Task goal -> Once you find the line with "Present (and used" in the data that follows, repeat it and every line after it exactly, through the line with "RollupSection, row: RollupRow)".

──────── Data for review ────────

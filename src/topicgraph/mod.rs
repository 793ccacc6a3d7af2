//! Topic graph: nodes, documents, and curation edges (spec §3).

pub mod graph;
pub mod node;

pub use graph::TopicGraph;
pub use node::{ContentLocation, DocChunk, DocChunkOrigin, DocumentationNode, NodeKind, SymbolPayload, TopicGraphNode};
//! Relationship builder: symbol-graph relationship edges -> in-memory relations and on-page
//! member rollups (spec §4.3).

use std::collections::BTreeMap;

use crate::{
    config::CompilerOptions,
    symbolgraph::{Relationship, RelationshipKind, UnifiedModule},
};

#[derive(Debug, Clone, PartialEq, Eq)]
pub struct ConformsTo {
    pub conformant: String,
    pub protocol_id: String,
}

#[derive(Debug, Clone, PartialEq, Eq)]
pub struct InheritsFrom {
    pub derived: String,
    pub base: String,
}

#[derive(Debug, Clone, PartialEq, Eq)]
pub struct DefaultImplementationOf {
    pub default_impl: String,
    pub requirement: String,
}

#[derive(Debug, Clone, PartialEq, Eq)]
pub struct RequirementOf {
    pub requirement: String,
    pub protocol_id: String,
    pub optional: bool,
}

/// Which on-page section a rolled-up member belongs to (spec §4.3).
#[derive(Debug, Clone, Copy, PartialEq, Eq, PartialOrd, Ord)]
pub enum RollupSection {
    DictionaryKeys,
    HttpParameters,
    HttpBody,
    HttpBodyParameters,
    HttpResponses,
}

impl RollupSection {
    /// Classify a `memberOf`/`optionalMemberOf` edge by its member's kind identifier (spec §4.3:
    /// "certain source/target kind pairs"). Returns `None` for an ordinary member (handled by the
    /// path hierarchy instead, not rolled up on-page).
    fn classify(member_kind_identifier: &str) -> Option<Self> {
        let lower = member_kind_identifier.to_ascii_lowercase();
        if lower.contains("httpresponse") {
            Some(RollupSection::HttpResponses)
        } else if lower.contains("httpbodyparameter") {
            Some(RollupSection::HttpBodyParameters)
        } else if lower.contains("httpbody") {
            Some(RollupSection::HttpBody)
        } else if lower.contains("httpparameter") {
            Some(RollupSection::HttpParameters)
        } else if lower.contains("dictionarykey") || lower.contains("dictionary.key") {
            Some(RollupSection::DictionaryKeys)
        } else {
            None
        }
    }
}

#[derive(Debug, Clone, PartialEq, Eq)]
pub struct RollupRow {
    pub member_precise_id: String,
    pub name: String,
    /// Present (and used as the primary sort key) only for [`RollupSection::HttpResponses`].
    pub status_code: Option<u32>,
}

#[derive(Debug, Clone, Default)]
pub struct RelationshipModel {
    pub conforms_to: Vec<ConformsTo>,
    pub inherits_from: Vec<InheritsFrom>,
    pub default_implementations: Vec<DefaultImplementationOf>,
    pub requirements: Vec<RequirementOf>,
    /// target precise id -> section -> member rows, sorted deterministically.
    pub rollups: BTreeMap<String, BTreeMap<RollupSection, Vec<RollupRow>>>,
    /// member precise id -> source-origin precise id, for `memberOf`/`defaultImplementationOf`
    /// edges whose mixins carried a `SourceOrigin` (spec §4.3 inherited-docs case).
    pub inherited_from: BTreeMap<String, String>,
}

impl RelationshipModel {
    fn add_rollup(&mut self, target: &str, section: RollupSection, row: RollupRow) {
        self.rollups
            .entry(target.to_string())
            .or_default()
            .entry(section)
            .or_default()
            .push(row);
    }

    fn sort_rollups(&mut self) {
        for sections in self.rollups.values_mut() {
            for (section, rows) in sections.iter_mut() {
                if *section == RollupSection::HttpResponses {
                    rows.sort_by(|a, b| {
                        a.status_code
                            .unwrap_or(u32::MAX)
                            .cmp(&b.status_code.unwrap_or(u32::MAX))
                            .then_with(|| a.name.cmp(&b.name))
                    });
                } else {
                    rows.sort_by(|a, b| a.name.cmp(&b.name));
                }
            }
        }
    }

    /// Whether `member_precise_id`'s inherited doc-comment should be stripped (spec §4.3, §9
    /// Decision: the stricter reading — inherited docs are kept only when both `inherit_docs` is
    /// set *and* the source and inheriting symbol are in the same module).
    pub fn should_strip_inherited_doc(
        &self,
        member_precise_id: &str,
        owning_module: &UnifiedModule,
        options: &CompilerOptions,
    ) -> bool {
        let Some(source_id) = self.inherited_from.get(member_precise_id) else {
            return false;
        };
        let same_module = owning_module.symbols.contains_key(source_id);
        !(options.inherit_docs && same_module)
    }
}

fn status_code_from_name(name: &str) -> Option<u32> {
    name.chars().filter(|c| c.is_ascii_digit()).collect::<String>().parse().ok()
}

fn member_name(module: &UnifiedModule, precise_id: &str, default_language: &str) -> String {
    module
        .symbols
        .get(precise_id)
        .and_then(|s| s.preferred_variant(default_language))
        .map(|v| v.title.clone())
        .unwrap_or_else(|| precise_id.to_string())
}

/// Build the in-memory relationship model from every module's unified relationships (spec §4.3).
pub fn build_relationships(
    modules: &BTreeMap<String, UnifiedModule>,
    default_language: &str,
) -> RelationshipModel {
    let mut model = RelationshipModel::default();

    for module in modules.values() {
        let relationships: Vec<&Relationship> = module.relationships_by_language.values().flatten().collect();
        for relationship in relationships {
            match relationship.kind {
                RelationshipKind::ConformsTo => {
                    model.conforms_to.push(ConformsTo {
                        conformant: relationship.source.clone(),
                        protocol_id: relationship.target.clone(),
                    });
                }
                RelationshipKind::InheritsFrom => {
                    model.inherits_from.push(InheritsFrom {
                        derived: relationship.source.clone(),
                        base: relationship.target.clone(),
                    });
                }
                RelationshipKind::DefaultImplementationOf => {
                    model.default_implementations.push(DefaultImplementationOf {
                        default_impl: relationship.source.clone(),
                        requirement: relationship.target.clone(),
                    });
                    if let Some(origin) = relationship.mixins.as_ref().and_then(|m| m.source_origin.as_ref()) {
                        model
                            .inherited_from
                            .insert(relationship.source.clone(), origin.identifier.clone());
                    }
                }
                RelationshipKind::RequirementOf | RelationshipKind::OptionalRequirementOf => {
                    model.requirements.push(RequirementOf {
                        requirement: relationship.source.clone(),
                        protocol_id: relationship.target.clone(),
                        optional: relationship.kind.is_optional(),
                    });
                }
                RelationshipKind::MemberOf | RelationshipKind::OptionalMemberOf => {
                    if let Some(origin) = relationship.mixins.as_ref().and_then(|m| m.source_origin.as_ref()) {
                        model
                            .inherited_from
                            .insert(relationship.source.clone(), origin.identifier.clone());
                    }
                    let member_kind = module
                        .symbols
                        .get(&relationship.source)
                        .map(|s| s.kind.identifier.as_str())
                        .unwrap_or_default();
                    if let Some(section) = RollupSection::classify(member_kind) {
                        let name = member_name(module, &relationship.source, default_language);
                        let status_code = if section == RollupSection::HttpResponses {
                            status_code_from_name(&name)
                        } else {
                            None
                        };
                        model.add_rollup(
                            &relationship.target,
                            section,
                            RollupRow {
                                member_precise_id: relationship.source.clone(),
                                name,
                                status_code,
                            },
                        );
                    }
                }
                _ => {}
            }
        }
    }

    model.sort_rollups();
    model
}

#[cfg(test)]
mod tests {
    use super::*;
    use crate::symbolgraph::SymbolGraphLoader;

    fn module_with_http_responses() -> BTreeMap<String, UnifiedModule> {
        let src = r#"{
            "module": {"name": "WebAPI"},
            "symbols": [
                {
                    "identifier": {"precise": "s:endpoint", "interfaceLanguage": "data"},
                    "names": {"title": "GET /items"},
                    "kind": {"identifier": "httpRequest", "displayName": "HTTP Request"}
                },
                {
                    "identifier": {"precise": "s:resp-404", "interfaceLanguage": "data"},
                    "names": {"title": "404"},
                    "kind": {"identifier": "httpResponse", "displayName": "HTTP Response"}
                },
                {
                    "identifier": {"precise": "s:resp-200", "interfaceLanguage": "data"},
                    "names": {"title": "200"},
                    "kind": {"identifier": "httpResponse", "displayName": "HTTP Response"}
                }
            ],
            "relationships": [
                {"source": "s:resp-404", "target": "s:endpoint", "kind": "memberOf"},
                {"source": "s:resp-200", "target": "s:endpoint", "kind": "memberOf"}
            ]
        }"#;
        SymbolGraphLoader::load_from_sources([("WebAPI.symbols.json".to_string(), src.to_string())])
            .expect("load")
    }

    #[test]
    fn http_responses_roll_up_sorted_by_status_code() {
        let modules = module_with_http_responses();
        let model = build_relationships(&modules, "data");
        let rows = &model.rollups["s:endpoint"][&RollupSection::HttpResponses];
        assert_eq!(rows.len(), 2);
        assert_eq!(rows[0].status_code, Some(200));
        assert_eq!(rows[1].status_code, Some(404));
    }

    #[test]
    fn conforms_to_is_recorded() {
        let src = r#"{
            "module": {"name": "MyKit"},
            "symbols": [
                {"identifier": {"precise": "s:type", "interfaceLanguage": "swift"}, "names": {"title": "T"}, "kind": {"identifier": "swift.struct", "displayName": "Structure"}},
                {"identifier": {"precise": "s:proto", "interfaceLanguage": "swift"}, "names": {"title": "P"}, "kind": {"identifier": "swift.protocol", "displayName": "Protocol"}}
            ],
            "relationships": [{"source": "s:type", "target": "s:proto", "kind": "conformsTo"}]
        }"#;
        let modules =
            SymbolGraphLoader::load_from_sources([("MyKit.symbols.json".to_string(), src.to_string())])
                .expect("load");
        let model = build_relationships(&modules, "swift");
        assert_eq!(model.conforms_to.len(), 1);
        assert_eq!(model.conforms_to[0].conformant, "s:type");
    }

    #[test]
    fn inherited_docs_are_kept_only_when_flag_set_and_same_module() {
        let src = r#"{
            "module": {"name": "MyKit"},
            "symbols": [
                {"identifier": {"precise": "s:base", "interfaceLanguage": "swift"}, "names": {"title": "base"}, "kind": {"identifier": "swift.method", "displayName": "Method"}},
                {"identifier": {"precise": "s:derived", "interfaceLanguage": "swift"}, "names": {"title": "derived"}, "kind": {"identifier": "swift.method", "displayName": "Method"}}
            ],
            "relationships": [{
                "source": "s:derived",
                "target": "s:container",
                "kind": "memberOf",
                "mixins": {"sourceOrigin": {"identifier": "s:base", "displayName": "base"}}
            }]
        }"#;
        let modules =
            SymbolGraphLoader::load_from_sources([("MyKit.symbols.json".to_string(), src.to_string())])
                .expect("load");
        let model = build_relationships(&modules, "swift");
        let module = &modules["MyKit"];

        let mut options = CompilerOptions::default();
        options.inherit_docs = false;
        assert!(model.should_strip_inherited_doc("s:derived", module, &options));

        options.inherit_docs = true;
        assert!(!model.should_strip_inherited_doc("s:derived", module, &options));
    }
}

────────
──────── Data for review ────────

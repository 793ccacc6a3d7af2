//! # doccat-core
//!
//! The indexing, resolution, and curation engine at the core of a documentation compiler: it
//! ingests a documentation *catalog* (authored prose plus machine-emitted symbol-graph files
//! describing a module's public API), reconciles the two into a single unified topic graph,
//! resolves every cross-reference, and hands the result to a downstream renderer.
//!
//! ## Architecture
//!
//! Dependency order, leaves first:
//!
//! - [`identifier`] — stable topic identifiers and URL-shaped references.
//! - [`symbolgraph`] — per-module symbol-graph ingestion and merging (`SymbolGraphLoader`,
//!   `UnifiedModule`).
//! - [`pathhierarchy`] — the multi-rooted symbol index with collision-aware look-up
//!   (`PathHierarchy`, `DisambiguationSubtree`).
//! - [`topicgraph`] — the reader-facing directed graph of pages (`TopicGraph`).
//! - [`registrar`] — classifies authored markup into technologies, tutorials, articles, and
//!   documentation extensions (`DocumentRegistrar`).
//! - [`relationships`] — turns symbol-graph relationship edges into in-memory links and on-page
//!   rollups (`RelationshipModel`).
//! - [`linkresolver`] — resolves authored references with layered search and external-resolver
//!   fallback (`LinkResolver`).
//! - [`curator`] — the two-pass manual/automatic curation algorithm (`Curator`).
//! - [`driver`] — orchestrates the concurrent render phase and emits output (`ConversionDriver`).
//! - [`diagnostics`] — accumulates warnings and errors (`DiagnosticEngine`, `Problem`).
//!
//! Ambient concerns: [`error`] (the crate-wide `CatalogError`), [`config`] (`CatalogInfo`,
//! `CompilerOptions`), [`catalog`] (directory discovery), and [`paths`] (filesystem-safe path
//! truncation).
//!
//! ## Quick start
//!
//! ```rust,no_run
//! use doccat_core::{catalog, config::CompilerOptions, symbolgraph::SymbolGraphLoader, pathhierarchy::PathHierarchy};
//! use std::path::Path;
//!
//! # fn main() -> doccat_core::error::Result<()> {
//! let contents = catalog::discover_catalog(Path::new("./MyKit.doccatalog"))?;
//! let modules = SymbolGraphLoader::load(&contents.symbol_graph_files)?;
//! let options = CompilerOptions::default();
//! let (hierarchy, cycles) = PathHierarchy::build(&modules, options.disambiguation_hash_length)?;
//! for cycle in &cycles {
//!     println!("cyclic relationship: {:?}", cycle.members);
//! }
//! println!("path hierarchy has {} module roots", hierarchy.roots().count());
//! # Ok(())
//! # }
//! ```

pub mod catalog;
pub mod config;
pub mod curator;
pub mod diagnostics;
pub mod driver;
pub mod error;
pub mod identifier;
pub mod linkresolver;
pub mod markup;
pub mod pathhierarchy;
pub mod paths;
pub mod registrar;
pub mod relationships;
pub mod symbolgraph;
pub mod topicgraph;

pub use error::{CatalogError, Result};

────────

Final answer ->
    /// Present (and used as the primary sort key) only for [`RollupSection::HttpResponses`].
    pub status_code: Option<u32>,
}

#[derive(Debug, Clone, Default)]
pub struct RelationshipModel {
    pub conforms_to: Vec<ConformsTo>,
    pub inherits_from: Vec<InheritsFrom>,
    pub default_implementations: Vec<DefaultImplementationOf>,
    pub requirements: Vec<RequirementOf>,
    /// target precise id -> section -> member rows, sorted deterministically.
    pub rollups: BTreeMap<String, BTreeMap<RollupSection, Vec<RollupRow>>>,
    /// member precise id -> source-origin precise id, for `memberOf`/`defaultImplementationOf`
    /// edges whose mixins carried a `SourceOrigin` (spec §4.3 inherited-docs case).
    pub inherited_from: BTreeMap<String, String>,
}

impl RelationshipModel {
    fn add_rollup(&mut self, target: &str, section: RollupSection, row: RollupRow) {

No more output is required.